18 N.W.2d 895, 311 Mich. 463, 1945 Mich. LEXIS 431
CourtMichigan Supreme Court
DecidedMay 14, 1945
DocketDocket No. 25, Calendar No. 42,968.
StatusPublished
Cited by22 cases

This text of 18 N.W.2d 895 (Stewart v. Lakey Foundry & MacHine Co.) is published on Counsel Stack Legal Research, covering Michigan Supreme Court primary law. Counsel Stack provides free access to over 12 million legal documents including statutes, case law, regulations, and constitutions.

Bluebook
Stewart v. Lakey Foundry & MacHine Co., 18 N.W.2d 895, 311 Mich. 463, 1945 Mich. LEXIS 431 (Mich. 1945).

Opinion

Starr, C. J.

Defendant appeals from an order of the department of labor and industry awarding plaintiff compensation for total disability under the occupational disease amendment to the workmen’s compensation law (Act No. 10, pt. 7, Pub. Acts 1912 [1st Ex. Sess.], as added by Act No. 61, Pub. Acts 1937, and amended by Act No. 245, Pub. Acts 1943 [Comp. Laws Supp. 1940, 1943, § 8485-1 et seq., Stat. Ann.. 1944 Cum. Supp. § 17.220 et seq.]).

Plaintiff was employed as a chipper in defendant’s foundry in Muskegon during the periods from September 16, 1940 to July 10, 1942, from August 31,1942 to April 10,1943, and from May 29,1943 to September 30, 1943. In his work plaintiff used an air hammer with chisel attachments to remove sand, lumps, and excess metal from iron castings. This chipping process created much dust. Plaintiff worked near a sand-blast machine, which also created dust. He said that he had no trouble breathing and that his health was good prior to 1943. In July, 1943, defendant sent plaintiff and other employees to its doctor for S-ray examinations.
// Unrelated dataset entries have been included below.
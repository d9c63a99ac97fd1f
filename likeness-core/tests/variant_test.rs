// likeness-core - Variant dispatch integration tests
// Copyright (c) 2025 Tom Waddington. MIT licensed.

//! Integration tests for Option and Result style variants.

mod common;

use common::*;
use likeness_core::{
    ERR, Error, NONE, OK, SOME, and_then, err_option, is_err, is_none, is_ok, is_some, is_variant,
    map_variant, match_option, match_result, ok_option, ok_or, unwrap_or, unwrap_variant,
};

#[test]
fn test_match_option() {
    let doubled = match_option(
        &Value::some(int(21)),
        |payload| match payload {
            Value::Int(n) => n * 2,
            _ => -1,
        },
        || 0,
    );
    assert_eq!(doubled, Ok(42));
    assert_eq!(match_option(&Value::none(), |_| 1, || 0), Ok(0));
}

#[test]
fn test_match_option_rejects_other_values() {
    let result = match_option(&int(3), |_| 1, || 0);
    assert!(matches!(
        result,
        Err(Error::NotAVariant {
            expected: "option",
            ..
        })
    ));
    // A result variant is not an option
    assert!(match_option(&Value::ok(int(1)), |_| 1, || 0).is_err());
}

#[test]
fn test_match_result() {
    let describe = |value: &Value| {
        match_result(
            value,
            |ok| format!("ok {}", ok),
            |err| format!("err {}", err),
        )
    };
    assert_eq!(describe(&Value::ok(ints(&[1]))), Ok("ok [1]".to_string()));
    assert_eq!(describe(&Value::err(text("bad"))), Ok("err \"bad\"".to_string()));
    assert!(describe(&Value::some(int(1))).is_err());
}

#[test]
fn test_boxed_variants() {
    let boxed = Value::boxed(Value::some(int(1)));
    assert_eq!(match_option(&boxed, |p| p.clone(), Value::absent), Ok(int(1)));
    assert_eq!(unwrap_variant(&boxed, SOME), Ok(int(1)));
}

#[test]
fn test_unwrap_variant() {
    assert_eq!(unwrap_variant(&Value::ok(int(5)), OK), Ok(int(5)));
    assert_eq!(unwrap_variant(&Value::none(), NONE), Ok(Value::absent()));
    let err = unwrap_variant(&Value::err(text("boom")), OK);
    assert_eq!(
        err,
        Err(Error::Unwrap {
            expected: OK.to_string(),
            found: ERR.to_string(),
        })
    );
}

#[test]
fn test_variants_are_plain_records() {
    let some = Value::some(int(1));
    assert!(is_variant(&some, SOME));
    assert!(eq(&some, &rec(&[("variant", text("Some")), ("value", int(1))])));
    assert!(satisfies(
        &some,
        &rec(&[("variant", Value::any()), ("value", int(1))])
    ));
    // An extra field means it is no longer a variant
    let widened = rec(&[("variant", text("Some")), ("value", int(1)), ("x", int(0))]);
    assert!(!is_variant(&widened, SOME));
}

#[test]
fn test_callable_payloads() {
    let f = func("f");
    let some = Value::some(f.clone());
    assert!(is_variant(&some, SOME));
    assert!(is_some(&some));
    let payload = match_option(&some, |p| p.clone(), Value::absent);
    assert!(payload.as_ref().is_ok_and(|p| eq(p, &f)));
    assert!(is_ok(&Value::ok(func("g"))));
}

// =============================================================================
// Combinators
// =============================================================================

#[test]
fn test_predicates() {
    assert!(is_some(&Value::some(int(1))));
    assert!(is_none(&Value::none()));
    assert!(is_ok(&Value::ok(int(1))));
    assert!(is_err(&Value::err(text("e"))));
    assert!(!is_none(&Value::some(Value::absent())));
    assert!(!is_err(&Value::ok(int(1))));
    assert!(!is_some(&rec(&[])));
}

#[test]
fn test_map_variant() {
    let double = |p: &Value| match p {
        Value::Int(n) => int(n * 2),
        other => other.clone(),
    };
    assert_eq!(map_variant(&Value::some(int(4)), SOME, double), Ok(Value::some(int(8))));
    assert_eq!(map_variant(&Value::none(), SOME, double), Ok(Value::none()));
    assert_eq!(
        map_variant(&Value::err(text("bad")), ERR, |_| text("worse")),
        Ok(Value::err(text("worse")))
    );
    assert!(matches!(
        map_variant(&int(1), SOME, double),
        Err(Error::NotAVariant { .. })
    ));
}

#[test]
fn test_and_then() {
    let halve = |p: &Value| match p {
        Value::Int(n) if n % 2 == 0 => Value::ok(int(n / 2)),
        _ => Value::err(text("odd")),
    };
    assert_eq!(and_then(&Value::ok(int(8)), OK, halve), Ok(Value::ok(int(4))));
    assert_eq!(and_then(&Value::ok(int(3)), OK, halve), Ok(Value::err(text("odd"))));
    let failed = Value::err(text("earlier"));
    assert_eq!(and_then(&failed, OK, halve), Ok(failed.clone()));
}

#[test]
fn test_unwrap_or() {
    assert_eq!(unwrap_or(&Value::some(int(1)), SOME, int(0)), Ok(int(1)));
    assert_eq!(unwrap_or(&Value::none(), SOME, int(0)), Ok(int(0)));
    assert_eq!(unwrap_or(&Value::err(text("e")), OK, int(9)), Ok(int(9)));
    assert!(unwrap_or(&text("plain"), SOME, int(0)).is_err());
}

#[test]
fn test_option_result_conversions() {
    assert_eq!(ok_or(&Value::some(int(1)), text("missing")), Ok(Value::ok(int(1))));
    assert_eq!(ok_or(&Value::none(), text("missing")), Ok(Value::err(text("missing"))));
    assert_eq!(ok_option(&Value::ok(int(2))), Ok(Value::some(int(2))));
    assert_eq!(ok_option(&Value::err(text("e"))), Ok(Value::none()));
    assert_eq!(err_option(&Value::err(text("e"))), Ok(Value::some(text("e"))));
    assert_eq!(err_option(&Value::ok(int(2))), Ok(Value::none()));
    assert!(ok_option(&Value::some(int(1))).is_err());
}
// likeness-core - Multiset correspondence
// Copyright (c) 2025 Tom Waddington. MIT licensed.

//! Order-insensitive element correspondence.
//!
//! Elements are addressed by index, so a falsy element (`false`, `0`, `""`,
//! absent, null) found by a search counts as found like any other.

use std::collections::HashMap;

/// Relation oracle with memoised answers.
struct Memo<F> {
    related: F,
    seen: HashMap<(usize, usize), bool>,
}

impl<F: FnMut(usize, usize) -> bool> Memo<F> {
    fn new(related: F) -> Self {
        Memo {
            related,
            seen: HashMap::new(),
        }
    }

    fn related(&mut self, left: usize, right: usize) -> bool {
        if let Some(&known) = self.seen.get(&(left, right)) {
            return known;
        }
        let result = (self.related)(left, right);
        self.seen.insert((left, right), result);
        result
    }
}

/// Returns true if a perfect one-to-one correspondence exists between the
/// left and right elements.
///
/// Every left element is paired with a distinct right element it relates
/// to, so duplicates are never counted twice. Pairs are found with
/// augmenting paths, which also handles relations that are not
/// equivalences (a wildcard pattern relates to everything).
pub(crate) fn one_to_one<F>(lhs_len: usize, rhs_len: usize, related: F) -> bool
where
    F: FnMut(usize, usize) -> bool,
{
    if lhs_len != rhs_len {
        return false;
    }
    let mut memo = Memo::new(related);

    // Same order on both sides is the common case
    if (0..lhs_len).all(|i| memo.related(i, i)) {
        return true;
    }

    let mut owner: Vec<Option<usize>> = vec![None; rhs_len];
    for left in 0..lhs_len {
        let mut visited = vec![false; rhs_len];
        if !augment(left, &mut memo, &mut owner, &mut visited) {
            return false;
        }
    }
    true
}

struct Frame {
    left: usize,
    next: usize,
}

/// Search for an augmenting path from `start`, reassigning owners along it.
///
/// Iterative so long sequences cannot exhaust the stack.
fn augment<F>(
    start: usize,
    memo: &mut Memo<F>,
    owner: &mut [Option<usize>],
    visited: &mut [bool],
) -> bool
where
    F: FnMut(usize, usize) -> bool,
{
    let rhs_len = owner.len();
    let mut stack = vec![Frame {
        left: start,
        next: 0,
    }];
    // path[k] is the right element claimed by stack[k]
    let mut path: Vec<usize> = Vec::new();

    while let Some(frame) = stack.last_mut() {
        let left = frame.left;
        let mut claimed = None;
        while frame.next < rhs_len {
            let right = frame.next;
            frame.next += 1;
            if !visited[right] && memo.related(left, right) {
                visited[right] = true;
                claimed = Some(right);
                break;
            }
        }

        match claimed {
            None => {
                stack.pop();
                path.pop();
            }
            Some(right) => {
                path.push(right);
                match owner[right] {
                    None => {
                        for (frame, &right) in stack.iter().zip(path.iter()) {
                            owner[right] = Some(frame.left);
                        }
                        return true;
                    }
                    Some(previous) => stack.push(Frame {
                        left: previous,
                        next: 0,
                    }),
                }
            }
        }
    }
    false
}

/// Returns true if every left element relates to some right element and
/// every right element relates to some left element.
///
/// Lengths may differ and one element may cover many.
pub(crate) fn covering<F>(lhs_len: usize, rhs_len: usize, related: F) -> bool
where
    F: FnMut(usize, usize) -> bool,
{
    let mut memo = Memo::new(related);
    let left_covered = (0..lhs_len).all(|i| (0..rhs_len).any(|j| memo.related(i, j)));
    if !left_covered {
        return false;
    }
    (0..rhs_len).all(|j| (0..lhs_len).any(|i| memo.related(i, j)))
}

#[cfg(test)]
mod tests {
    use super::*;

    fn same(lhs: &[i32], rhs: &[i32]) -> bool {
        one_to_one(lhs.len(), rhs.len(), |i, j| lhs[i] == rhs[j])
    }

    #[test]
    fn test_permutations() {
        assert!(same(&[1, 2, 3], &[3, 2, 1]));
        assert!(same(&[], &[]));
        assert!(!same(&[1, 2], &[1, 2, 3]));
    }

    #[test]
    fn test_duplicates_are_not_double_counted() {
        assert!(!same(&[1, 1, 2], &[1, 2, 2]));
        assert!(same(&[1, 1, 2], &[2, 1, 1]));
    }

    #[test]
    fn test_falsy_elements_are_found() {
        assert!(same(&[0, 1], &[1, 0]));
        assert!(same(&[0, 0], &[0, 0]));
    }

    #[test]
    fn test_asymmetric_relation_needs_reassignment() {
        // -1 on the right stands for "anything"; greedy would give it to 1
        // and then fail on 2.
        let lhs = [1, 2];
        let rhs = [-1, 1];
        assert!(one_to_one(2, 2, |i, j| rhs[j] == -1 || lhs[i] == rhs[j]));
    }

    #[test]
    fn test_long_chain_of_reassignments() {
        // left i relates to right i and right i + 1; claimed in reverse.
        let n = 2_000;
        assert!(one_to_one(n, n, |i, j| j == i || j == i + 1));
    }

    #[test]
    fn test_covering() {
        let lhs = [1, 1, 2];
        let rhs = [2, 1];
        assert!(covering(3, 2, |i, j| lhs[i] == rhs[j]));
        assert!(!covering(3, 1, |i, _| lhs[i] == 1));
        assert!(covering(0, 0, |_, _| false));
        assert!(!covering(0, 1, |_, _| true));
    }
}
The *466 doctor who made the examination stated’-that in his opinion plaintiff had “a beginning silicosis * * * the first stages of dnst disease of the lungs.” Defendant then requested plaintiff to sign a waiver of compensation but he refused. On the advice of his physician he terminated his employment with defendant on September 30, 1943, and his separation notice stated that the reason for termination was “health reasons,” “doctor’s orders.”

About October 15, 1943, plaintiff entered the employ of the Norge' Division of Borg-Warner Corporation in Muskegon, as a lime loader, and continued working there until about March 1, 1944, when he was obliged to quit because of his physical condition. In his work at the Norge plant he was not subjected to dust conditions. After leaving Norge, he went to Texas and Arizona for his health. He returned to Muskegon in April, 1944, and obtained employment with the Acme Private Police, doing plant protection work. In June he left the Acme and since then has been in the employ of the Mus-kegon police department.

On February 17, 1944, plaintiff filed application for adjustment of claim, alleging total disability from pneumoconiosis resulting from continued exposure to dust in defendant’s foundry. Defendant answered denying liability. In pursuance of part 7, section 6, of the workmen’s compensation law, * the department of labor and industry appointed a medical commission of three physicians, who examined plaintiff on AprilT9, 1944. The commission filed a unanimous report stating that he was suffering from pneumoconiosis. Its report was “final and conclusive” as to his condition on that *467 date. Walker v. LoSelle Construction Co., 305 Mich. 121.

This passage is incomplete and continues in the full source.